I still feel in the middle of a blogging break instead of at the end of one, but I did want to post at least a short review of Lorna Sage’s memoir Bad Blood, the latest Slaves of Golconda read. Sage grew up in the 1940s and 50s in northern Wales in a very odd family. Her grandparents, with whom she spent much of her childhood, hated each other, her grandmother hated all men with a passion, her grandfather was a philandering vicar, her father was absent at the war in her early years, and her mother was miserable as a housewife and never quite grew up. Sage lived at first in a vicarage with her grandparents, a dirty, falling-down, mysterious kind of place, and then after her father returned from the war in an open-plan council house that made her miserable. It was fascinating to read about what life was like at the time: how awful the schools were, with no intention of teaching the pupils anything at all except keeping them in their place, how strict the class divisions were, and how closed off and constricted were the lives people led. Young people did what their parents did, and that was that. The Sage family were outsiders, originating as they did from southern instead of northern Wales and having an uncertain class status, as well as a quietly scandalous grandfather. Sage spent much of her childhood alone, wandering around the countryside, a countryside that some might see as picturesque, but which she knew was really harsh and wild.

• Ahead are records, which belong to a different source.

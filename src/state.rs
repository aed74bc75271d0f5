//! # State cell and owner slot
//!
//! The whole synchronizer state is a single `i32`. What it means is up to the [Policy](crate::Policy):
//! the reentrant lock reads it as a hold count.
//!
//! All the accesses are `SeqCst`. A releaser writes the state then reads the head's status,
//! a waiter writes the head's status then reads the state. That's a store-load pair on 2 different
//! atomics, and only a total order makes sure at least one of them sees the other's write.

use std::sync::atomic::{
    AtomicI32, AtomicU64,
    Ordering::{Relaxed, SeqCst},
};

use crate::thread::OwnerToken;

/// The only way to touch the synchronizer's integer.
#[derive(Debug, Default)]
pub struct StateCell(AtomicI32);

impl StateCell {
    pub const fn new(value: i32) -> Self {
        Self(AtomicI32::new(value))
    }

    pub fn get(&self) -> i32 {
        self.0.load(SeqCst)
    }

    /// Plain store, only for a caller that already owns the state
    pub fn set(&self, value: i32) {
        self.0.store(value, SeqCst);
    }

    pub fn compare_and_set(&self, expect: i32, update: i32) -> bool {
        self.0
            .compare_exchange(expect, update, SeqCst, SeqCst)
            .is_ok()
    }
}

/// Who holds the resource exclusively, if anyone.
///
/// Relaxed is enough: the only value a thread acts upon is its own token,
/// and it always sees its own latest write. Everything else is ordered by the state cell.
#[derive(Debug, Default)]
pub struct OwnerSlot(AtomicU64);

impl OwnerSlot {
    pub const fn new() -> Self {
        Self(AtomicU64::new(0))
    }

    pub fn get(&self) -> Option<OwnerToken> {
        OwnerToken::from_raw(self.0.load(Relaxed))
    }

    pub fn set(&self, owner: Option<OwnerToken>) {
        self.0.store(owner.map_or(0, OwnerToken::as_raw), Relaxed);
    }

    pub fn is_current(&self) -> bool {
        self.get() == Some(OwnerToken::current())
    }
}

#[cfg(test)]
mod test {
    use std::thread::scope;

    use super::*;

    #[test]
    fn compare_and_set_only_on_match() {
        let state = StateCell::new(0);
        assert!(!state.compare_and_set(1, 2));
        assert_eq!(state.get(), 0);
        assert!(state.compare_and_set(0, 2));
        assert_eq!(state.get(), 2);
        state.set(-7);
        assert_eq!(state.get(), -7);
    }

    #[test]
    fn cas_admits_exactly_one_winner() {
        let state = StateCell::default();
        let winners = scope(|s| {
            let handles: Vec<_> = (0..8)
                .map(|_| s.spawn(|| state.compare_and_set(0, 1)))
                .collect();
            handles
                .into_iter()
                .map(|h| h.join().unwrap())
                .filter(|won| *won)
                .count()
        });
        assert_eq!(winners, 1);
        assert_eq!(state.get(), 1);
    }

    #[test]
    fn owner_is_compared_by_token() {
        let owner = OwnerSlot::new();
        assert_eq!(owner.get(), None);
        assert!(!owner.is_current());

        owner.set(Some(OwnerToken::current()));
        assert!(owner.is_current());
        scope(|s| s.spawn(|| assert!(!owner.is_current())).join().unwrap());

        owner.set(None);
        assert_eq!(owner.get(), None);
    }
}
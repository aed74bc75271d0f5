//! # Wait queue
//!
//! A FIFO of parked threads built from CAS-linked nodes only. The head is a sentinel that stands
//! for "whoever holds the resource", it's created lazily on the first contention.
//!
//! Every successful tail CAS appends a node, their order is the FIFO order.
//! `prev` of a node is valid right after the CAS, but its predecessor's `next` is linked a moment later.
//! So walking forward from the head may stop short; walking back from the tail never does.
//!
//! Nodes are read while pinned in a `crossbeam` epoch. The only node a thread may touch unpinned
//! is its own, nobody recycles a node whose thread is still waiting on it.
//!
//! A node leaves through [WaitQueue::retire] once neither the head, the tail nor any `prev` names it.
//! A `next` may still do for a while. Retiring bumps the slot's generation, so such a `next`
//! reads as stale instead of pointing at whoever gets the slot afterwards.

mod arena;
mod node;

use std::sync::Arc;

use crossbeam::epoch::Guard;
use tracing::trace;

use crate::thread::{OwnerToken, ThreadHandle};
use arena::NodeArena;
use node::{Link, Node};
pub(crate) use node::NodeId;
pub use node::NodeStatus;

pub(crate) struct WaitQueue {
    arena: Arc<NodeArena>,
    head: Link,
    tail: Link,
}

impl WaitQueue {
    pub(crate) fn new() -> Self {
        Self {
            arena: Arc::new(NodeArena::new()),
            head: Link::unset(),
            tail: Link::unset(),
        }
    }

    pub(crate) fn node(&self, id: NodeId) -> &Node {
        self.arena.get(id)
    }

    pub(crate) fn head(&self) -> Option<NodeId> {
        self.head.load()
    }

    pub(crate) fn tail(&self) -> Option<NodeId> {
        self.tail.load()
    }

    pub(crate) fn compare_and_set_tail(&self, expect: Option<NodeId>, update: Option<NodeId>) -> bool {
        self.tail.compare_and_set(expect, update)
    }

    /// `prev` of a node that isn't the head.
    ///
    /// # Panics
    /// If the node lost its predecessor, which means the queue is broken.
    pub(crate) fn predecessor(&self, id: NodeId) -> NodeId {
        match self.node(id).prev.load() {
            Some(prev) => prev,
            None => panic!("queued node {id:?} has no predecessor"),
        }
    }

    /// Create a node for `waiter` and append it, returns the new node.
    pub(crate) fn add_waiter(&self, waiter: &ThreadHandle, guard: &Guard) -> NodeId {
        let id = self.arena.allocate(Some(waiter.clone()), guard);
        let pred = self.enqueue(id, guard);
        trace!(node = ?id, ?pred, "enqueued");
        id
    }

    /// Append a private node, returns its predecessor at the time of the append.
    pub(crate) fn enqueue(&self, id: NodeId, guard: &Guard) -> NodeId {
        let node = self.node(id);
        loop {
            match self.tail.load() {
                Some(tail) => {
                    node.prev.store(Some(tail));
                    if self.tail.compare_and_set(Some(tail), Some(id)) {
                        self.node(tail).next.store(Some(id));
                        return tail;
                    }
                }
                None => {
                    // first contention: install the sentinel, tail follows the head
                    let sentinel = self.arena.allocate(None, guard);
                    if self.head.compare_and_set(None, Some(sentinel)) {
                        self.tail.store(Some(sentinel));
                    } else {
                        // never published, no need to wait for readers
                        self.arena.recycle(sentinel);
                    }
                }
            }
        }
    }

    /// Make `id` the new sentinel head in place of `old_head`, its direct predecessor.
    ///
    /// Only the thread owning `id` calls this, right after it acquired the resource.
    pub(crate) fn promote(&self, id: NodeId, old_head: NodeId, guard: &Guard) {
        let node = self.node(id);
        // a head never shows up as a waiter
        node.clear_owner();
        node.prev.store(None);
        self.head.store(Some(id));
        self.node(old_head).next.store(None);
        self.retire(old_head, guard);
    }

    /// Give the slot of an unreachable node back once every thread pinned now has let go.
    ///
    /// The caller makes sure neither the head, the tail nor a `prev` names `id`,
    /// and that nobody else retires it.
    pub(crate) fn retire(&self, id: NodeId, guard: &Guard) {
        let node = self.node(id);
        node.replace_waiter(None, guard);
        node.bump_generation();
        let arena = Arc::clone(&self.arena);
        guard.defer(move || arena.recycle(id));
    }

    /// Whether `id` still names the node in its slot and that node wasn't cancelled.
    pub(crate) fn is_live(&self, id: NodeId) -> bool {
        let node = self.node(id);
        node.generation() == id.generation()
            && !node.status().is_cancelled()
            // the status belongs to `id` only if the slot wasn't retired meanwhile
            && node.generation() == id.generation()
    }

    /// First node after `from` that isn't cancelled.
    ///
    /// `from.next` is the quick answer, the tail walk covers a lagging or stale `next`.
    pub(crate) fn first_waiter_after(&self, from: NodeId) -> Option<NodeId> {
        if let Some(next) = self.node(from).next.load() {
            if self.is_live(next) {
                return Some(next);
            }
        }
        let mut found = None;
        let mut cursor = self.tail.load();
        while let Some(id) = cursor {
            if id == from {
                break;
            }
            let node = self.node(id);
            if !node.status().is_cancelled() {
                found = Some(id);
            }
            cursor = node.prev.load();
        }
        found
    }

    /// Whether a thread other than `me` is ahead in the queue.
    pub(crate) fn has_queued_predecessor(&self, me: OwnerToken, _guard: &Guard) -> bool {
        // tail first: if the head is read first it may be installed after we saw no tail
        let tail = self.tail.load();
        let head = self.head.load();
        let Some(head) = head else {
            return false;
        };
        if tail == Some(head) {
            return false;
        }
        match self.first_waiter_after(head) {
            Some(first) => self.node(first).owner() != Some(me),
            None => false,
        }
    }

    pub(crate) fn has_queued_threads(&self) -> bool {
        self.head.load() != self.tail.load()
    }

    /// Live waiters, counted back from the tail.
    pub(crate) fn queue_length(&self, _guard: &Guard) -> usize {
        self.waiters().count()
    }

    pub(crate) fn has_queued_thread(&self, token: OwnerToken, _guard: &Guard) -> bool {
        self.waiters().any(|owner| owner == token)
    }

    /// Owners of the queued nodes, tail first. Must be consumed while pinned.
    fn waiters(&self) -> impl Iterator<Item = OwnerToken> + '_ {
        let mut cursor = self.tail.load();
        std::iter::from_fn(move || loop {
            let node = self.node(cursor?);
            cursor = node.prev.load();
            if let Some(owner) = node.owner() {
                return Some(owner);
            }
        })
    }

    /// `(status, owner)` of every node from the head to the tail, walked through `prev`.
    #[cfg(test)]
    pub(crate) fn snapshot(&self) -> Vec<(NodeStatus, Option<OwnerToken>)> {
        let _guard = crossbeam::epoch::pin();
        let mut nodes = Vec::new();
        let mut cursor = self.tail.load();
        while let Some(id) = cursor {
            let node = self.node(id);
            nodes.push((node.status(), node.owner()));
            cursor = node.prev.load();
        }
        nodes.reverse();
        nodes
    }

    /// Statuses reachable through `next` from the head's successor.
    #[cfg(test)]
    pub(crate) fn forward_statuses(&self) -> Vec<NodeStatus> {
        let _guard = crossbeam::epoch::pin();
        let mut statuses = Vec::new();
        let mut cursor = self.head.load().and_then(|head| self.node(head).next.load());
        while let Some(id) = cursor {
            let node = self.node(id);
            if node.generation() != id.generation() {
                break;
            }
            statuses.push(node.status());
            cursor = node.next.load();
        }
        statuses
    }

    #[cfg(test)]
    pub(crate) fn allocated_slots(&self) -> u32 {
        self.arena.allocated()
    }
}

#[cfg(test)]
mod test {
    use std::{
        sync::atomic::{AtomicBool, Ordering::SeqCst},
        thread::scope,
    };

    use crossbeam::epoch;

    use super::*;

    #[test]
    fn first_enqueue_installs_the_sentinel() {
        let queue = WaitQueue::new();
        assert_eq!(queue.head(), None);
        assert_eq!(queue.tail(), None);
        assert!(!queue.has_queued_threads());

        let me = ThreadHandle::current();
        let guard = epoch::pin();
        let id = queue.add_waiter(&me, &guard);

        let head = queue.head().unwrap();
        assert_eq!(queue.tail(), Some(id));
        assert_eq!(queue.predecessor(id), head);
        assert_eq!(queue.node(head).next.load(), Some(id));
        assert_eq!(queue.node(head).owner(), None);
        assert!(queue.has_queued_threads());
        assert_eq!(queue.queue_length(&guard), 1);
        assert!(queue.has_queued_thread(me.token(), &guard));
    }

    #[test]
    fn tail_cas_order_is_fifo_order() {
        let queue = WaitQueue::new();
        scope(|s| {
            for _ in 0..4 {
                s.spawn(|| {
                    let guard = epoch::pin();
                    for _ in 0..50 {
                        queue.add_waiter(&ThreadHandle::current(), &guard);
                    }
                });
            }
        });
        let nodes = queue.snapshot();
        // sentinel plus everybody
        assert_eq!(nodes.len(), 201);
        assert_eq!(nodes[0].1, None);
        assert!(nodes[1..].iter().all(|(status, owner)| {
            *status == NodeStatus::Neutral && owner.is_some()
        }));
        // and the forward links agree with the backward ones
        assert_eq!(queue.forward_statuses().len(), 200);
    }

    #[test]
    fn predecessor_check_looks_at_the_first_live_waiter() {
        let queue = WaitQueue::new();
        let guard = epoch::pin();
        let me = ThreadHandle::current();
        assert!(!queue.has_queued_predecessor(me.token(), &guard));

        let mine = queue.add_waiter(&me, &guard);
        assert!(!queue.has_queued_predecessor(me.token(), &guard));
        let from_elsewhere = || {
            scope(|s| {
                s.spawn(|| queue.has_queued_predecessor(OwnerToken::current(), &epoch::pin()))
                    .join()
                    .unwrap()
            })
        };
        assert!(from_elsewhere());

        // a cancelled first node is skipped over
        queue.node(mine).set_status(NodeStatus::Cancelled);
        queue.node(mine).clear_owner();
        assert!(!from_elsewhere());
    }

    #[test]
    fn lagging_next_falls_back_to_the_tail_walk() {
        let queue = WaitQueue::new();
        let guard = epoch::pin();
        let me = ThreadHandle::current();
        let first = queue.add_waiter(&me, &guard);
        let head = queue.head().unwrap();
        // pretend the enqueuer didn't get to link `next` yet
        queue.node(head).next.store(None);
        assert_eq!(queue.first_waiter_after(head), Some(first));
        assert!(!queue.has_queued_predecessor(me.token(), &guard));
    }

    #[test]
    fn promotion_clears_the_new_head() {
        let queue = WaitQueue::new();
        let guard = epoch::pin();
        let me = ThreadHandle::current();
        let id = queue.add_waiter(&me, &guard);
        let old = queue.head().unwrap();

        queue.promote(id, old, &guard);
        assert_eq!(queue.head(), Some(id));
        assert_eq!(queue.node(id).owner(), None);
        assert_eq!(queue.node(id).prev.load(), None);
        assert!(!queue.has_queued_threads());
        assert_eq!(queue.queue_length(&guard), 0);
    }

    #[test]
    fn a_published_head_has_no_owner() {
        let queue = WaitQueue::new();
        let done = AtomicBool::new(false);
        scope(|s| {
            s.spawn(|| {
                let me = ThreadHandle::current();
                for _ in 0..10_000 {
                    let guard = epoch::pin();
                    let id = queue.add_waiter(&me, &guard);
                    queue.promote(id, queue.predecessor(id), &guard);
                }
                done.store(true, SeqCst);
            });
            while !done.load(SeqCst) {
                let _guard = epoch::pin();
                if let Some(head) = queue.head() {
                    assert_eq!(queue.node(head).owner(), None);
                }
            }
        });
        assert_eq!(queue.queue_length(&epoch::pin()), 0);
    }

    #[test]
    fn next_of_a_retired_node_reads_as_stale() {
        let queue = WaitQueue::new();
        let guard = epoch::pin();
        let me = ThreadHandle::current();
        let first = queue.add_waiter(&me, &guard);
        let head = queue.head().unwrap();

        // unhook `first` the way a cancelled tail is, but leave the head's `next` behind
        queue.node(first).set_status(NodeStatus::Cancelled);
        assert!(queue.compare_and_set_tail(Some(first), Some(head)));
        queue.retire(first, &guard);
        assert_eq!(queue.node(head).next.load(), Some(first));
        assert!(!queue.is_live(first));
        assert!(queue.node(first).waiter(&guard).is_none());

        // the stale link is ignored, the tail walk finds nobody
        assert_eq!(queue.first_waiter_after(head), None);
        assert!(queue.forward_statuses().is_empty());
        assert!(!queue.has_queued_predecessor(OwnerToken::current(), &guard));

        let second = queue.add_waiter(&me, &guard);
        assert_eq!(queue.first_waiter_after(head), Some(second));
        assert_eq!(queue.forward_statuses(), vec![NodeStatus::Neutral]);
        assert_eq!(queue.queue_length(&guard), 1);
    }
}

And changes were underway, although they showed themselves slowly. New agricultural technology meant that young people who expected to labor on farms would find themselves without work and would have to leave their hometowns to become laborers elsewhere. New educational ideas would challenge the indifference and cruelty of a school system that refused to teach its children, and, of course, the 60s were on the way. But these changes came slowly, and for most of her childhood, Sage has to battle her circumstances all on her own.
She is certainly capable of waging battles, though. She’s a tough, smart, independent young person, and she is lucky that her grandfather taught her to read at a young age. Reading provides her with an escape, in a number of ways — an escape from the family craziness as she buries herself in books for hours and hours, and eventually an escape in the form of educational opportunities that take her to university and on to an academic career.
I enjoyed the book because I found Sage interesting as a person, because the time period and place were fascinating to learn about, and because I enjoyed Sage’s writing, which is vivid and powerful. At the same time as she tells her particular story, she captures what life was like for people in her time and place, and it’s a picture that makes me feel very grateful to live when and where I do.